Suara Denpasar - Banjir besar menerjang Kabupaten Jembrana, Bali. Dua jembatan dan ratusan rumah warga terendam banjir.
Akses dari Jembrana ke Denpasar terputus, Senin (17/10/2022). Satu siswi SMP yang bernama Putu Widya ditemukan tewas setelah nyemplung saat melihat jembatan yang mau roboh.
Banjir bandang ini disebabkan oleh hujan yang terus mengguyur sejak Minggu (16/10/2022) dan menyebabkan luapan air sungai.
"Tim kami sudah turun ke lokasi-lokasi yang dilanda bencana, dan kami terus melakukan pemantauan," kata Kepala Badan Penanggulangan Bencana Daerah (BPBD) Jembrana I Putu Agus Artana Putra.
Luapan air dan terjadinya banjir juga ada yang menghubungkan dengan proyek tol sepanjang 96,21 kilometer yang melintasi tiga babupaten.
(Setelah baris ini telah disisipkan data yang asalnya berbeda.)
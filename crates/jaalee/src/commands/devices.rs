//! One-shot device readout.

use crate::cli::GlobalOpts;
use crate::error::CliError;

use super::{account_for, util};

pub async fn handle(global: &GlobalOpts) -> Result<(), CliError> {
    let account = account_for(global)?;
    account.refresh().await?;

    println!("{}", util::render_states(&account.sensor_states()));
    Ok(())
}
#![allow(clippy::unwrap_used)]
// Integration tests for `ApiClient` using wiremock.

use secrecy::{ExposeSecret, SecretString};
use serde_json::json;
use url::Url;
use wiremock::matchers::{body_partial_json, header, method, path, query_param};
use wiremock::{Mock, MockServer, ResponseTemplate};

use jaalee_api::{ApiClient, Error, TransportConfig};

// ── Helpers ─────────────────────────────────────────────────────────

async fn setup(account: &str) -> (MockServer, ApiClient) {
    let server = MockServer::start().await;
    let base_url = Url::parse(&server.uri()).unwrap();
    let client = ApiClient::with_base_url(base_url, account, &TransportConfig::default()).unwrap();
    (server, client)
}

fn secret(s: &str) -> SecretString {
    s.to_string().into()
}

// ── Verification code tests ─────────────────────────────────────────

#[tokio::test]
async fn test_request_code_success() {
    let (server, client) = setup("a@b.com").await;

    Mock::given(method("GET"))
        .and(path("/code"))
        .and(query_param("account", "a@b.com"))
        .respond_with(ResponseTemplate::new(200).set_body_json(json!({ "code": 0 })))
        .mount(&server)
        .await;

    client.request_code().await.unwrap();
}

#[tokio::test]
async fn test_request_code_rejected_envelope() {
    let (server, client) = setup("a@b.com").await;

    Mock::given(method("GET"))
        .and(path("/code"))
        .respond_with(
            ResponseTemplate::new(200)
                .set_body_json(json!({ "code": 7, "message": "unknown account" })),
        )
        .mount(&server)
        .await;

    let result = client.request_code().await;

    match result {
        Err(Error::Api { code, ref message }) => {
            assert_eq!(code, 7);
            assert!(message.contains("unknown account"));
        }
        other => panic!("expected Api error, got: {other:?}"),
    }
}

#[tokio::test]
async fn test_request_code_transport_failure() {
    let server = MockServer::start().await;
    let base_url = Url::parse(&server.uri()).unwrap();
    let client = ApiClient::with_base_url(base_url, "a@b.com", &TransportConfig::default()).unwrap();

    // Dropping the server refuses subsequent connections.
    drop(server);

    let result = client.request_code().await;
    match result {
        Err(ref e @ Error::Transport(_)) => {
            assert!(e.is_transient(), "connection failures are transient");
            assert!(!e.is_auth_expired());
        }
        other => panic!("expected Transport error, got: {other:?}"),
    }
}

// ── Login tests ─────────────────────────────────────────────────────

#[tokio::test]
async fn test_login_success_stores_token() {
    let (server, client) = setup("a@b.com").await;

    Mock::given(method("POST"))
        .and(path("/login"))
        .and(body_partial_json(json!({
            "account": "a@b.com",
            "code": "123456",
            "timeZone": "Europe/Berlin",
        })))
        .respond_with(
            ResponseTemplate::new(200)
                .set_body_json(json!({ "code": 0, "data": { "token": "T1" } })),
        )
        .mount(&server)
        .await;

    assert!(client.token().is_none());

    let token = client.login("123456", "Europe/Berlin").await.unwrap();

    assert_eq!(token.expose_secret(), "T1");
    assert_eq!(client.token().unwrap().expose_secret(), "T1");
}

#[tokio::test]
async fn test_login_rejected() {
    let (server, client) = setup("a@b.com").await;

    Mock::given(method("POST"))
        .and(path("/login"))
        .respond_with(
            ResponseTemplate::new(200)
                .set_body_json(json!({ "code": 2, "message": "invalid verification code" })),
        )
        .mount(&server)
        .await;

    let result = client.login("000000", "UTC").await;

    assert!(
        matches!(result, Err(Error::Authentication { .. })),
        "expected Authentication error, got: {result:?}"
    );
    assert!(client.token().is_none(), "failed login must not store a token");
}

#[tokio::test]
async fn test_login_success_without_token_payload() {
    let (server, client) = setup("a@b.com").await;

    Mock::given(method("POST"))
        .and(path("/login"))
        .respond_with(ResponseTemplate::new(200).set_body_json(json!({ "code": 0, "data": {} })))
        .mount(&server)
        .await;

    let result = client.login("123456", "UTC").await;

    assert!(
        matches!(result, Err(Error::Deserialization { .. }) | Err(Error::Authentication { .. })),
        "expected failure on tokenless success envelope, got: {result:?}"
    );
}

// ── Device data tests ───────────────────────────────────────────────

#[tokio::test]
async fn test_fetch_all_rekeys_by_mac() {
    let (server, client) = setup("a@b.com").await;

    let envelope = json!({
        "code": 0,
        "data": [
            {
                "mac": "AA",
                "alias": "Kitchen",
                "type": "F525",
                "temperature": "21.34",
                "humidity": "55.6"
            },
            {
                "mac": "BB",
                "type": "F526",
                "temperature": 18.0,
                "power": 87
            }
        ]
    });

    Mock::given(method("GET"))
        .and(path("/data/all"))
        .and(header("Authorization", "T1"))
        .respond_with(ResponseTemplate::new(200).set_body_json(&envelope))
        .mount(&server)
        .await;

    let client = client.with_token(secret("T1"));
    let devices = client.fetch_all().await.unwrap();

    assert_eq!(devices.len(), 2);
    for (mac, record) in &devices {
        assert_eq!(mac, &record.mac, "map key must match record MAC");
    }
    let kitchen = &devices["AA"];
    assert_eq!(kitchen.display_name(), "Kitchen");
    assert_eq!(kitchen.model_code.as_deref(), Some("F525"));
    assert_eq!(devices["BB"].display_name(), "BB");
}

#[tokio::test]
async fn test_fetch_all_without_token_issues_no_request() {
    let (server, client) = setup("a@b.com").await;

    Mock::given(method("GET"))
        .and(path("/data/all"))
        .respond_with(ResponseTemplate::new(200).set_body_json(json!({ "code": 0, "data": [] })))
        .expect(0)
        .mount(&server)
        .await;

    let result = client.fetch_all().await;

    assert!(
        matches!(result, Err(Error::MissingToken)),
        "expected MissingToken, got: {result:?}"
    );
}

#[tokio::test]
async fn test_fetch_all_token_expired_is_distinct() {
    let (server, client) = setup("a@b.com").await;

    Mock::given(method("GET"))
        .and(path("/data/all"))
        .respond_with(ResponseTemplate::new(200).set_body_json(json!({ "code": 3 })))
        .mount(&server)
        .await;

    let client = client.with_token(secret("stale"));
    let result = client.fetch_all().await;

    match result {
        Err(ref e @ Error::TokenExpired) => assert!(e.is_auth_expired()),
        other => panic!("expected TokenExpired, got: {other:?}"),
    }
}

#[tokio::test]
async fn test_fetch_all_generic_envelope_error() {
    let (server, client) = setup("a@b.com").await;

    Mock::given(method("GET"))
        .and(path("/data/all"))
        .respond_with(
            ResponseTemplate::new(200)
                .set_body_json(json!({ "code": 9, "message": "maintenance window" })),
        )
        .mount(&server)
        .await;

    let client = client.with_token(secret("T1"));
    let result = client.fetch_all().await;

    match result {
        Err(Error::Api { code, ref message }) => {
            assert_eq!(code, 9);
            assert!(message.contains("maintenance"));
        }
        other => panic!("expected Api error, got: {other:?}"),
    }
}

#[tokio::test]
async fn test_fetch_all_http_error_is_transport() {
    let (server, client) = setup("a@b.com").await;

    Mock::given(method("GET"))
        .and(path("/data/all"))
        .respond_with(ResponseTemplate::new(500))
        .mount(&server)
        .await;

    let client = client.with_token(secret("T1"));
    let result = client.fetch_all().await;

    assert!(
        matches!(result, Err(Error::Transport(_))),
        "expected Transport error, got: {result:?}"
    );
}

#[tokio::test]
async fn test_fetch_all_malformed_body() {
    let (server, client) = setup("a@b.com").await;

    Mock::given(method("GET"))
        .and(path("/data/all"))
        .respond_with(ResponseTemplate::new(200).set_body_string("<html>not json</html>"))
        .mount(&server)
        .await;

    let client = client.with_token(secret("T1"));
    let result = client.fetch_all().await;

    match result {
        Err(Error::Deserialization { ref body, .. }) => assert!(body.contains("not json")),
        other => panic!("expected Deserialization error, got: {other:?}"),
    }
}
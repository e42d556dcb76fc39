// jaalee-api: Async Rust client for the Jaalee sensor cloud REST API

pub mod client;
pub mod error;
pub mod models;
pub mod transport;

pub use client::{ApiClient, BASE_URL};
pub use error::Error;
pub use models::{DeviceRecord, Envelope};
pub use transport::TransportConfig;
// Vendor model code lookup.
//
// The cloud reports a short model code per device; the descriptions
// below are the vendor's published product names.

/// Human-readable model description for a vendor model code.
///
/// Returns `None` for unknown codes; presentation falls back to showing
/// the raw code.
pub fn model_description(code: &str) -> Option<&'static str> {
    match code {
        "F523" => Some(
            "Bluetooth temperature, humidity, pressure, ultraviolet light intensity meter, second generation",
        ),
        "F525" => Some("Bluetooth Temperature and Humidity Monitor"),
        "F526" => Some("Bluetooth Probe Thermometer"),
        "F527" => Some("Wi-Fi Waterproof Probe Temperature and Humidity Monitor"),
        "F528" => Some("Wi-Fi CH₂O Detector"),
        "F530" => Some("Wi-Fi PM2.5 and PM10 Detectors"),
        "F534" => Some("Wi-Fi Type K Thermocouple Thermometer"),
        "F535" => Some("Wi-Fi PT100 Thermometer"),
        "F536" => Some("Wi-Fi CO₂ Detector"),
        "F537" => Some("Wi-Fi Light Intensity Meter"),
        "F538" => Some("Wi-Fi Barometer"),
        "F539" => Some("Wi-Fi Waterproof Probe Temperature and Humidity Monitor 2"),
        "F53A" => Some("Wi-Fi VOC Detector"),
        "F53B" => Some("Wi-Fi TVOC Detector"),
        "F53C" | "F53D" => Some("Wi-Fi O₃ detector"),
        "F53E" => Some("Wi-Fi Positive and Negative Pressure Gauge"),
        "F53F" => Some("Wi-Fi Pressure gauge"),
        _ => None,
    }
}

#[cfg(test)]
mod tests {
    use super::*;

    #[test]
    fn known_codes_resolve() {
        assert_eq!(
            model_description("F525"),
            Some("Bluetooth Temperature and Humidity Monitor")
        );
        assert_eq!(model_description("F53C"), model_description("F53D"));
    }

    #[test]
    fn unknown_code_is_none() {
        assert_eq!(model_description("F999"), None);
    }
}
Yakni Jembrana, Tabanan, dan Badung. Sebab, berdasar data WALHI Bali proyek itu akan memotong 488,13 hektar perkebunan, kawasan hutan lindung Bali Barat seluas 75,14 hektar, Taman Nasional Bali Barat seluas 20,36 hektar, menerabas sungai seluas 22,7 hektare, pemukiman/rumah tinggal seluas 20 hektare, serta kebun milik Pemprov Bali seluas 49,6 hektare. Bukan hanya itu ada 1.300 hektar sawah yang akan terterabas.